[Saved data entries]

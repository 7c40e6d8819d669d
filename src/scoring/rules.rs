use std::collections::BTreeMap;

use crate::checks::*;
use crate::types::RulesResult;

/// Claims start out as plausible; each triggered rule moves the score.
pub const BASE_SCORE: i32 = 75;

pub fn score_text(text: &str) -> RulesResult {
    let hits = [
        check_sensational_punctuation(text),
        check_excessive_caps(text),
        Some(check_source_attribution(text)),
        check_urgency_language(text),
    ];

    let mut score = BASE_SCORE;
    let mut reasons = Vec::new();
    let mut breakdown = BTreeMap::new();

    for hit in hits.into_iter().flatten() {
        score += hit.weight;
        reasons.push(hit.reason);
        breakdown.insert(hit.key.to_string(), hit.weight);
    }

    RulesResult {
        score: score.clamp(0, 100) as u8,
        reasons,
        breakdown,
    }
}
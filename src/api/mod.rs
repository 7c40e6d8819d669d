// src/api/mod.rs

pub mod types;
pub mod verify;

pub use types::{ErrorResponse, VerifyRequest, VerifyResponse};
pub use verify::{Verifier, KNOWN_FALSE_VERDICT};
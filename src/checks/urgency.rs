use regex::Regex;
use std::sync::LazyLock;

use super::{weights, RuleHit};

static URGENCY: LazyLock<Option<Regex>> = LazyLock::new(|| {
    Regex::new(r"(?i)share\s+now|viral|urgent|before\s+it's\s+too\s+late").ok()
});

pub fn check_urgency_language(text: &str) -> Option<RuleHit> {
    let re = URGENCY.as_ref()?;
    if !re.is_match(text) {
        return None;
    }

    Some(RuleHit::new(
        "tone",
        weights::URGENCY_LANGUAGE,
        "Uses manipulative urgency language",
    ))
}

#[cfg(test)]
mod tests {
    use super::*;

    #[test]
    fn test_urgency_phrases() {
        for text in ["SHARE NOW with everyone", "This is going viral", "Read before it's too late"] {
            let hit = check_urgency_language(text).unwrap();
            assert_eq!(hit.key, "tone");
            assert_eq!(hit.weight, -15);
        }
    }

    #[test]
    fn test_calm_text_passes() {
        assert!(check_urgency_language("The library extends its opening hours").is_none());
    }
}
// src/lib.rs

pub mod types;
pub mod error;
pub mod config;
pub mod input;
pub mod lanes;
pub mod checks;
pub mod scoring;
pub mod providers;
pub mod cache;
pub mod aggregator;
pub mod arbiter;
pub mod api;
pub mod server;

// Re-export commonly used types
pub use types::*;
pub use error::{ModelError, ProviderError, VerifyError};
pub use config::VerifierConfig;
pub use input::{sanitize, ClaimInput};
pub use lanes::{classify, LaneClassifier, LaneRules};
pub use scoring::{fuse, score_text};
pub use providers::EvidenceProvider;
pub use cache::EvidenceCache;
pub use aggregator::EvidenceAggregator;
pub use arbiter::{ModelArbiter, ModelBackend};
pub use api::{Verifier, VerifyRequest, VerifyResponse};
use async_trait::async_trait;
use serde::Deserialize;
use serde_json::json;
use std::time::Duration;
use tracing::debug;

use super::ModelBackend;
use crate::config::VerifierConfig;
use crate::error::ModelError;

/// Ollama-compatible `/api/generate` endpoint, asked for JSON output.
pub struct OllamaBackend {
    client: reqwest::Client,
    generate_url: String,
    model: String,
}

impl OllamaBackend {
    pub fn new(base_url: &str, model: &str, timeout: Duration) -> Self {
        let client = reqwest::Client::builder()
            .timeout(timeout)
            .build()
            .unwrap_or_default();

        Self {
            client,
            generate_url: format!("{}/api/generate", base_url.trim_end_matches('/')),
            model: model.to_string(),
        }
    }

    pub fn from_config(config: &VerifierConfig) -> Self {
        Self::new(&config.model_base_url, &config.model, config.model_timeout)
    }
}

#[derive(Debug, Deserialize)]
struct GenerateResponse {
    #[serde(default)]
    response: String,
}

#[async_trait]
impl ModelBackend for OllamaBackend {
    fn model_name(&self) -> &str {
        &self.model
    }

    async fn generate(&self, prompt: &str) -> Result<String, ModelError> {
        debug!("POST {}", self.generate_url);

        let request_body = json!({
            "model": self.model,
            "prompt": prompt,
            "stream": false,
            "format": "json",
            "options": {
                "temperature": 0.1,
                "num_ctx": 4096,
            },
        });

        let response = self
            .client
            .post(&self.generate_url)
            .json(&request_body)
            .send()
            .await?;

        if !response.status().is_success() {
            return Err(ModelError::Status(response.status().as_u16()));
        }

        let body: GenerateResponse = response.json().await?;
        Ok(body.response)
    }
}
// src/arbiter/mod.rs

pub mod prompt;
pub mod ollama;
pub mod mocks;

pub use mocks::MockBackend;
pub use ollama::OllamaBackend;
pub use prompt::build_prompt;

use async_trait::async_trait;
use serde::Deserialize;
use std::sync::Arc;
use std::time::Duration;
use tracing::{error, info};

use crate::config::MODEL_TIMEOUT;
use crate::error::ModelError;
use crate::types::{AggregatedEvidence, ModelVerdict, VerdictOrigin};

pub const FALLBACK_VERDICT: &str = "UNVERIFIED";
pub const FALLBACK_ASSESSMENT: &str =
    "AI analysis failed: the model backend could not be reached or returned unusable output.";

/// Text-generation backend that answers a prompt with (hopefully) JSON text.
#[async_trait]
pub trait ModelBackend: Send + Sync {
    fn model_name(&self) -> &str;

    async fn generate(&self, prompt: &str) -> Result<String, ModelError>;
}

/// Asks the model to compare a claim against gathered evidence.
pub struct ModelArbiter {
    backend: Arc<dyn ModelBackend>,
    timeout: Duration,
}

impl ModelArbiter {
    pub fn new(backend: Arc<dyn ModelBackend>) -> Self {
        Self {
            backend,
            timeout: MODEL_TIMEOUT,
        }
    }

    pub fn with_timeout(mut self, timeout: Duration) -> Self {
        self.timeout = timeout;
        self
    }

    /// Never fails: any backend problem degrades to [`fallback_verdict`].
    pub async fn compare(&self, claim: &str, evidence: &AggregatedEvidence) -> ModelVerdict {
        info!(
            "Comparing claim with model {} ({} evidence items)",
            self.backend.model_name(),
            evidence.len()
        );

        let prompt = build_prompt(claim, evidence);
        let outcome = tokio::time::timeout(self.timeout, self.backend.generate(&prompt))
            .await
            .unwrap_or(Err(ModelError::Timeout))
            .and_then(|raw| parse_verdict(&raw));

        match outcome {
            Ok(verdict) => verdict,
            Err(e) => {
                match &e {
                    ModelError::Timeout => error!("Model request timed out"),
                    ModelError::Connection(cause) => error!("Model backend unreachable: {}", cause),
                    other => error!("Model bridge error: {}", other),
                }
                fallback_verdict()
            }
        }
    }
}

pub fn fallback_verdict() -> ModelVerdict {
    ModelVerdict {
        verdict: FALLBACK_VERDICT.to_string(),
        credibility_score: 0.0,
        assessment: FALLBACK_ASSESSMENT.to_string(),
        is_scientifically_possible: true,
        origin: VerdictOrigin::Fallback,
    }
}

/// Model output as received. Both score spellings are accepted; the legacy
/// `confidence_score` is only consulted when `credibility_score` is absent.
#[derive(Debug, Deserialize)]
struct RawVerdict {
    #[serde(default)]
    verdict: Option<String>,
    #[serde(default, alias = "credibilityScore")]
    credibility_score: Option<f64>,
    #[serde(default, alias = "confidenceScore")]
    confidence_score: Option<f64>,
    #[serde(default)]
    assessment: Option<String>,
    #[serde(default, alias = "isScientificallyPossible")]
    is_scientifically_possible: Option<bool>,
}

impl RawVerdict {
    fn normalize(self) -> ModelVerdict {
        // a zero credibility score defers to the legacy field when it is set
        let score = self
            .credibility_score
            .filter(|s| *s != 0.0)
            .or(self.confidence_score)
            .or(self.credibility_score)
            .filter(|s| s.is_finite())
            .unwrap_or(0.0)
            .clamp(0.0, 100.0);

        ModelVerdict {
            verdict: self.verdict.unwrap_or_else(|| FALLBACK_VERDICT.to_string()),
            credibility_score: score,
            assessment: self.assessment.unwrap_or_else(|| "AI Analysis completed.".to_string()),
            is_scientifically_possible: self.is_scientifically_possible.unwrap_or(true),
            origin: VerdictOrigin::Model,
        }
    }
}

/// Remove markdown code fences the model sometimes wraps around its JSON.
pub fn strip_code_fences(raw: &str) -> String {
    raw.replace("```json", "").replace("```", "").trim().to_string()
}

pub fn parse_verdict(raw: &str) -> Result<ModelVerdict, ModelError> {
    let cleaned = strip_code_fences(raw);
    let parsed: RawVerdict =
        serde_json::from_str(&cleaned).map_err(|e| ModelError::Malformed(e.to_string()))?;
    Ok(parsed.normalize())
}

## WHAT IS EXPECTED
What lines in the entries contain "parsed"? Report each one by copying it.

## SOLUTION FOR THIS EXERCISE
    let parsed: RawVerdict =
    Ok(parsed.normalize())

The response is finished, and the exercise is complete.